*** Block opens ***

//! Mail API client: webhook subscriptions, message lookup and profile lookup.

use chrono::{Duration, SecondsFormat, Utc};
use reqwest::Client;
use serde::{Deserialize, Serialize};
use thiserror::Error;

use crate::config::ProviderConfig;

/// Folder watched for new messages.
pub const INBOX_RESOURCE: &str = "me/mailFolders('Inbox')/messages";

/// Lifetime requested for a new subscription. The provider drops it afterwards.
const SUBSCRIPTION_LIFETIME_MINUTES: i64 = 60;

#[derive(Debug, Error)]
pub enum GraphError {
    #[error("subscription request failed: {0}")]
    SubscriptionRequest(#[source] reqwest::Error),

    #[error("message fetch failed: {0}")]
    Fetch(#[source] reqwest::Error),

    #[error("message response is not valid JSON: {0}")]
    MalformedMessage(#[source] serde_json::Error),

    #[error("profile lookup failed: {0}")]
    Profile(#[source] reqwest::Error),

    #[error("mail API returned HTTP {status}")]
    Rejected { status: u16 },
}

impl GraphError {
    /// Whether retrying the same call later may succeed.
    pub fn is_transient(&self) -> bool {
        match self {
            GraphError::SubscriptionRequest(_) | GraphError::Fetch(_) | GraphError::Profile(_) => {
                true
            }
            GraphError::Rejected { status } => *status == 429 || *status >= 500,
            GraphError::MalformedMessage(_) => false,
        }
    }
}

/// Body of `POST /subscriptions`
#[derive(Debug, Serialize)]
#[serde(rename_all = "camelCase")]
pub struct SubscriptionRequest<'a> {
    pub change_type: &'a str,
    pub notification_url: &'a str,
    pub resource: &'a str,
    pub expiration_date_time: String,
    pub client_state: &'a str,
}

/// Provider response, passed back to the caller untouched.
#[derive(Debug, Clone)]
pub struct RawResponse {
    pub status: u16,
    pub body: String,
}

#[derive(Debug, Default, Deserialize)]
#[serde(rename_all = "camelCase")]
struct GraphMessage {
    subject: Option<String>,
    from: Option<GraphRecipient>,
    received_date_time: Option<String>,
    body: Option<GraphBody>,
}

#[derive(Debug, Deserialize)]
#[serde(rename_all = "camelCase")]
struct GraphRecipient {
    email_address: Option<GraphEmailAddress>,
}

#[derive(Debug, Deserialize)]
struct GraphEmailAddress {
    address: Option<String>,
}

#[derive(Debug, Deserialize)]
struct GraphBody {
    content: Option<String>,
}

#[derive(Debug, Deserialize)]
#[serde(rename_all = "camelCase")]
struct GraphProfile {
    user_principal_name: Option<String>,
    mail: Option<String>,
}

/// Message content needed to classify and store one email.
///
/// Missing fields come back as empty strings.
#[derive(Debug, Clone, Default, PartialEq, Eq)]
pub struct FetchedMessage {
    pub id: String,
    pub subject: String,
    pub sender: String,
    pub date: String,
    pub body: String,
}

impl FetchedMessage {
    fn from_graph(id: &str, message: GraphMessage) -> Self {
        Self {
            id: id.to_string(),
            subject: message.subject.unwrap_or_default(),
            sender: message
                .from
                .and_then(|f| f.email_address)
                .and_then(|a| a.address)
                .unwrap_or_default(),
            date: message.received_date_time.unwrap_or_default(),
            body: message.body.and_then(|b| b.content).unwrap_or_default(),
        }
    }
}

/// Client for the mail API
#[derive(Clone)]
pub struct GraphClient {
    http: Client,
    base_url: String,
    notification_url: String,
    client_state: String,
}

impl GraphClient {
    pub fn new(http: Client, config: &ProviderConfig) -> Self {
        Self {
            http,
            base_url: config.graph_base_url.trim_end_matches('/').to_string(),
            notification_url: config.notification_url.clone(),
            client_state: config.client_state.clone(),
        }
    }

    /// Register a webhook for new inbox messages, valid for one hour.
    ///
    /// The returned subscription id is not tracked, so the registration cannot be
    /// renewed and lapses when it expires.
    pub async fn create_subscription(&self, token: &str) -> Result<RawResponse, GraphError> {
        let expiration = Utc::now() + Duration::minutes(SUBSCRIPTION_LIFETIME_MINUTES);
        let request = SubscriptionRequest {
            change_type: "created",
            notification_url: &self.notification_url,
            resource: INBOX_RESOURCE,
            expiration_date_time: expiration.to_rfc3339_opts(SecondsFormat::Secs, true),
            client_state: &self.client_state,
        };

        let response = self
            .http
            .post(format!("{}/subscriptions", self.base_url))
            .bearer_auth(token)
            .json(&request)
            .send()
            .await
            .map_err(GraphError::SubscriptionRequest)?;

        let status = response.status().as_u16();
        let body = response
            .text()
            .await
            .map_err(GraphError::SubscriptionRequest)?;

        tracing::info!("Subscription request returned HTTP {}", status);
        Ok(RawResponse { status, body })
    }

    /// Fetch one message by id.
    pub async fn fetch_message(
        &self,
        message_id: &str,
        token: &str,
    ) -> Result<FetchedMessage, GraphError> {
        let response = self
            .http
            .get(format!(
                "{}/me/messages/{}",
                self.base_url,
                urlencoding::encode(message_id)
            ))
            .bearer_auth(token)
            .header(reqwest::header::ACCEPT, "application/json")
            .send()
            .await
            .map_err(GraphError::Fetch)?;

        let status = response.status();
        if !status.is_success() {
            return Err(GraphError::Rejected {
                status: status.as_u16(),
            });
        }

        let bytes = response.bytes().await.map_err(GraphError::Fetch)?;
        let message: GraphMessage =
            serde_json::from_slice(&bytes).map_err(GraphError::MalformedMessage)?;

        Ok(FetchedMessage::from_graph(message_id, message))
    }

    /// Body of a message, or an empty string if it has none.
    pub async fn fetch_message_body(
        &self,
        message_id: &str,
        token: &str,
    ) -> Result<String, GraphError> {
        Ok(self.fetch_message(message_id, token).await?.body)
    }

    /// Raw profile of the token's owner.
    pub async fn me(&self, token: &str) -> Result<RawResponse, GraphError> {
        let response = self
            .http
            .get(format!("{}/me", self.base_url))
            .bearer_auth(token)
            .send()
            .await
            .map_err(GraphError::Profile)?;

        let status = response.status().as_u16();
        let body = response.text().await.map_err(GraphError::Profile)?;
        Ok(RawResponse { status, body })
    }

    /// Sign-in name of the token's owner, falling back to the primary address.
    pub async fn user_principal_name(&self, token: &str) -> Result<String, GraphError> {
        let response = self
            .http
            .get(format!("{}/me", self.base_url))
            .bearer_auth(token)
            .send()
            .await
            .map_err(GraphError::Profile)?;

        let status = response.status();
        if !status.is_success() {
            return Err(GraphError::Rejected {
                status: status.as_u16(),
            });
        }

        let profile: GraphProfile = response.json().await.map_err(GraphError::Profile)?;
        Ok(profile
            .user_principal_name
            .filter(|s| !s.is_empty())
            .or(profile.mail)
            .unwrap_or_default())
    }
}
use anyhow::Context;
use clap::{Parser, Subcommand};
use reqwest::Client;
use shared_types::{PredictRequest, ScanRecord, UpdateStatusRequest};
use std::path::PathBuf;

#[derive(Parser)]
#[command(name = "phish-cli")]
#[command(about = "CLI for classifying emails and reviewing scan results via the backend API")]
#[command(
    long_about = "A command-line interface for interacting with the phishing scanner backend.\n\n\
    Sends email bodies to the classifier, lists a user's scanned emails and\n\
    overrides verdicts by hand."
)]
struct Cli {
    /// Backend server URL to connect to.
    ///
    /// The CLI will make HTTP requests to this server's API endpoints.
    /// Use this to connect to a remote server or a different port.
    #[arg(
        short,
        long,
        default_value = "http://localhost:8000",
        env = "PHISH_API_URL"
    )]
    base_url: String,

    #[command(subcommand)]
    command: Commands,
}

#[derive(Subcommand)]
enum Commands {
    /// Classify one or more email bodies
    ///
    /// Prints one verdict per body, in the order given. Bodies the classifier
    /// could not score are reported as "error".
    Predict {
        /// Email bodies to classify. HTML is accepted.
        bodies: Vec<String>,

        /// Read an additional body from this file.
        #[arg(short, long, value_name = "FILE")]
        file: Option<PathBuf>,
    },
    /// Inspect and correct stored scan results
    Emails {
        #[command(subcommand)]
        action: EmailAction,
    },
}

#[derive(Subcommand)]
enum EmailAction {
    /// List a user's scanned emails, most recently stored first
    List {
        /// Mailbox address the records belong to.
        #[arg(short, long, value_name = "EMAIL")]
        user_id: String,
    },

    /// List a user's scanned emails, newest message first
    ///
    /// Requires an access token issued to the same user.
    Phishing {
        /// Mailbox address the records belong to.
        #[arg(short, long, value_name = "EMAIL")]
        user_email: String,

        /// Provider access token for that mailbox.
        #[arg(short, long, env = "PHISH_ACCESS_TOKEN", hide_env_values = true)]
        token: String,
    },

    /// Override the verdict of one scanned email
    UpdateStatus {
        /// Record id, as shown by 'emails list'.
        id: i32,

        /// New verdict: "Phishing" or "Safe".
        status: String,
    },
}

#[tokio::main]
async fn main() -> anyhow::Result<()> {
    let cli = Cli::parse();
    let client = Client::new();
    let base_url = cli.base_url.trim_end_matches('/');

    match cli.command {
        Commands::Predict { bodies, file } => handle_predict(&client, base_url, bodies, file).await?,
        Commands::Emails { action } => handle_emails(&client, base_url, action).await?,
    }

    Ok(())
}

async fn handle_predict(
    client: &Client,
    base_url: &str,
    mut bodies: Vec<String>,
    file: Option<PathBuf>,
) -> anyhow::Result<()> {
    if let Some(file) = file {
        let content = std::fs::read_to_string(&file).context("Failed to read email file")?;
        bodies.push(content);
    }
    if bodies.is_empty() {
        anyhow::bail!("Nothing to classify: pass email bodies or --file");
    }

    let req = PredictRequest { emails: bodies };
    let verdicts: Vec<String> = client
        .post(format!("{}/predict", base_url))
        .json(&req)
        .send()
        .await?
        .error_for_status()?
        .json()
        .await?;

    for (index, (body, verdict)) in req.emails.iter().zip(&verdicts).enumerate() {
        println!("{:>3}. {:<12} {}", index + 1, verdict, preview(body));
    }

    Ok(())
}

async fn handle_emails(client: &Client, base_url: &str, action: EmailAction) -> anyhow::Result<()> {
    match action {
        EmailAction::List { user_id } => {
            let records: Vec<ScanRecord> = client
                .get(format!("{}/emails", base_url))
                .query(&[("user_id", &user_id)])
                .send()
                .await?
                .error_for_status()?
                .json()
                .await?;
            print_records(&records);
        }
        EmailAction::Phishing { user_email, token } => {
            let records: Vec<ScanRecord> = client
                .get(format!("{}/phishing-emails", base_url))
                .query(&[("user_email", &user_email)])
                .bearer_auth(token)
                .send()
                .await?
                .error_for_status()?
                .json()
                .await?;
            print_records(&records);
        }
        EmailAction::UpdateStatus { id, status } => {
            let req = UpdateStatusRequest { status };
            let record: ScanRecord = client
                .patch(format!("{}/update-email-status/{}", base_url, id))
                .json(&req)
                .send()
                .await?
                .error_for_status()?
                .json()
                .await?;
            println!("Updated email [{}] {} -> {}", record.id, record.subject, record.status);
        }
    }

    Ok(())
}

fn print_records(records: &[ScanRecord]) {
    if records.is_empty() {
        println!("No emails found.");
        return;
    }
    for record in records {
        let marker = if record.status == "Phishing" { "!" } else { " " };
        println!(
            "{} [{}] {:<12} {} ({})",
            marker, record.id, record.status, record.subject, record.sender
        );
        if !record.date.is_empty() {
            println!("    Received: {}", record.date);
        }
    }
}

fn preview(body: &str) -> String {
    let line = body.lines().next().unwrap_or_default().trim();
    if line.chars().count() > 60 {
        format!("{}...", line.chars().take(60).collect::<String>())
    } else {
        line.to_string()
    }
}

*** Block closes ***

- YOUR INSTRUCTIONS: Transcribe exactly, and only, the lines from the opening line of the records through the line containing "for new messages.".

- SOLUTION TO THIS PROBLEM:
//! Mail API client: webhook subscriptions, message lookup and profile lookup.

use chrono::{Duration, SecondsFormat, Utc};
use reqwest::Client;
use serde::{Deserialize, Serialize};
use thiserror::Error;

use crate::config::ProviderConfig;

/// Folder watched for new messages.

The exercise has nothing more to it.